--- PROBLEM TO WORK ON ---
If a line in the entries contains the word "Other", list it.

--- Items from a data source ---
-*-
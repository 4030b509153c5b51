use chrono::{DateTime, NaiveDate, Utc};
use rust_decimal::Decimal;
use serde::{Deserialize, Serialize};
use sqlx::FromRow;
use uuid::Uuid;

use crate::models::ReportStatus;

/// Status of an expense. Mirrors the owning report's status once the
/// expense is attached; `Unreported` while report_id is null.
#[derive(Debug, Clone, Copy, PartialEq, Eq, Serialize, Deserialize, sqlx::Type)]
#[sqlx(type_name = "expense_status", rename_all = "lowercase")]
#[serde(rename_all = "SCREAMING_SNAKE_CASE")]
pub enum ExpenseStatus {
    Unreported,
    Reported,
    Approved,
    Rejected,
    Reimbursed,
}

impl ExpenseStatus {
    /// The expense status that mirrors a given report status.
    pub fn mirroring(report: ReportStatus) -> Self {
        match report {
            ReportStatus::Pending | ReportStatus::Submitted => Self::Reported,
            ReportStatus::Approved => Self::Approved,
            ReportStatus::Rejected => Self::Rejected,
            ReportStatus::Reimbursed => Self::Reimbursed,
        }
    }

    pub fn parse(s: &str) -> Option<Self> {
        match s {
            "unreported" => Some(Self::Unreported),
            "reported" => Some(Self::Reported),
            "approved" => Some(Self::Approved),
            "rejected" => Some(Self::Rejected),
            "reimbursed" => Some(Self::Reimbursed),
            _ => None,
        }
    }
}

impl std::fmt::Display for ExpenseStatus {
    fn fmt(&self, f: &mut std::fmt::Formatter<'_>) -> std::fmt::Result {
        let s = match self {
            Self::Unreported => "unreported",
            Self::Reported => "reported",
            Self::Approved => "approved",
            Self::Rejected => "rejected",
            Self::Reimbursed => "reimbursed",
        };
        f.write_str(s)
    }
}

#[derive(Debug, Clone, Copy, PartialEq, Eq, Serialize, Deserialize, sqlx::Type)]
#[sqlx(type_name = "expense_category", rename_all = "lowercase")]
#[serde(rename_all = "SCREAMING_SNAKE_CASE")]
pub enum ExpenseCategory {
    Travel,
    Meals,
    Lodging,
    Supplies,
    Software,
    Other,
}

impl ExpenseCategory {
    pub fn parse(s: &str) -> Option<Self> {
        match s {
            "travel" => Some(Self::Travel),
            "meals" => Some(Self::Meals),
            "lodging" => Some(Self::Lodging),
            "supplies" => Some(Self::Supplies),
            "software" => Some(Self::Software),
            "other" => Some(Self::Other),
            _ => None,
        }
    }
}

impl std::fmt::Display for ExpenseCategory {
    fn fmt(&self, f: &mut std::fmt::Formatter<'_>) -> std::fmt::Result {
        let s = match self {
            Self::Travel => "travel",
            Self::Meals => "meals",
            Self::Lodging => "lodging",
            Self::Supplies => "supplies",
            Self::Software => "software",
            Self::Other => "other",
        };
        f.write_str(s)
    }
}

#[derive(Debug, Clone, Serialize, FromRow)]
pub struct Expense {
    pub id: i64,
    pub user_id: Uuid,
    pub report_id: Option<i64>,
    pub amount: Decimal,
    pub merchant: String,
    pub expense_date: NaiveDate,
    pub description: Option<String>,
    pub category: ExpenseCategory,
    pub notes: Option<String>,
    pub receipt_urls: Vec<String>,
    pub claim_reimbursement: bool,
    pub status: ExpenseStatus,
    pub created_at: DateTime<Utc>,
    pub updated_at: DateTime<Utc>,
}

#[derive(Debug, Deserialize)]
pub struct CreateExpense {
    pub amount: Decimal,
    pub merchant: String,
    pub expense_date: NaiveDate,
    pub description: Option<String>,
    pub category: ExpenseCategory,
    pub notes: Option<String>,
    #[serde(default)]
    pub receipt_urls: Vec<String>,
    pub claim_reimbursement: Option<bool>,
    pub report_id: Option<i64>,
}

#[derive(Debug, Deserialize)]
pub struct UpdateExpense {
    pub amount: Decimal,
    pub merchant: String,
    pub expense_date: NaiveDate,
    pub description: Option<String>,
    pub category: ExpenseCategory,
    pub notes: Option<String>,
    #[serde(default)]
    pub receipt_urls: Vec<String>,
    pub claim_reimbursement: Option<bool>,
}

/// Sum of all attached expense amounts, claim flag or not. The cached
/// reports.total_amount column must always agree with this.
pub fn total_amount(expenses: &[Expense]) -> Decimal {
    expenses.iter().map(|e| e.amount).sum()
}

/// Sum of amounts flagged for reimbursement. A subset of the total.
pub fn reimbursable_subtotal(expenses: &[Expense]) -> Decimal {
    expenses
        .iter()
        .filter(|e| e.claim_reimbursement)
        .map(|e| e.amount)
        .sum()
}

#[cfg(test)]
mod tests {
    use super::*;
    use chrono::Utc;

    fn expense(amount: &str, claim: bool) -> Expense {
        let now = Utc::now();
        Expense {
            id: 0,
            user_id: Uuid::new_v4(),
            report_id: None,
            amount: amount.parse().unwrap(),
            merchant: "Acme".to_string(),
            expense_date: now.date_naive(),
            description: None,
            category: ExpenseCategory::Other,
            notes: None,
            receipt_urls: Vec::new(),
            claim_reimbursement: claim,
            status: ExpenseStatus::Unreported,
            created_at: now,
            updated_at: now,
        }
    }

    #[test]
    fn total_sums_everything_regardless_of_claim_flag() {
        let expenses = vec![expense("100.00", true), expense("250.00", false)];
        assert_eq!(total_amount(&expenses), "350.00".parse().unwrap());
    }

    #[test]
    fn subtotal_excludes_unclaimed_expenses() {
        let expenses = vec![expense("100.00", true), expense("250.00", false)];
        assert_eq!(reimbursable_subtotal(&expenses), "100.00".parse().unwrap());
    }

    #[test]
    fn flipping_the_claim_flag_moves_the_subtotal_by_that_amount() {
        let mut expenses = vec![
            expense("40.00", true),
            expense("60.00", false),
            expense("19.99", true),
        ];
        let before = reimbursable_subtotal(&expenses);
        expenses[1].claim_reimbursement = true;
        let after = reimbursable_subtotal(&expenses);
        assert_eq!(after - before, expenses[1].amount);
        // total is unaffected by the flip
        assert_eq!(total_amount(&expenses), "119.99".parse().unwrap());
    }

    #[test]
    fn recompute_is_idempotent() {
        let expenses = vec![expense("12.50", true), expense("7.50", true)];
        assert_eq!(total_amount(&expenses), total_amount(&expenses));
        assert_eq!(
            reimbursable_subtotal(&expenses),
            reimbursable_subtotal(&expenses)
        );
    }

    #[test]
    fn empty_report_totals_are_zero() {
        assert_eq!(total_amount(&[]), Decimal::ZERO);
        assert_eq!(reimbursable_subtotal(&[]), Decimal::ZERO);
    }

    #[test]
    fn expense_status_mirrors_report_status() {
        assert_eq!(
            ExpenseStatus::mirroring(ReportStatus::Pending),
            ExpenseStatus::Reported
        );
        assert_eq!(
            ExpenseStatus::mirroring(ReportStatus::Submitted),
            ExpenseStatus::Reported
        );
        assert_eq!(
            ExpenseStatus::mirroring(ReportStatus::Approved),
            ExpenseStatus::Approved
        );
        assert_eq!(
            ExpenseStatus::mirroring(ReportStatus::Rejected),
            ExpenseStatus::Rejected
        );
        assert_eq!(
            ExpenseStatus::mirroring(ReportStatus::Reimbursed),
            ExpenseStatus::Reimbursed
        );
    }
}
-*-
--- RESULT OF THIS EXERCISE ---
    Other,
            "other" => Some(Self::Other),
            Self::Other => "other",
            category: ExpenseCategory::Other,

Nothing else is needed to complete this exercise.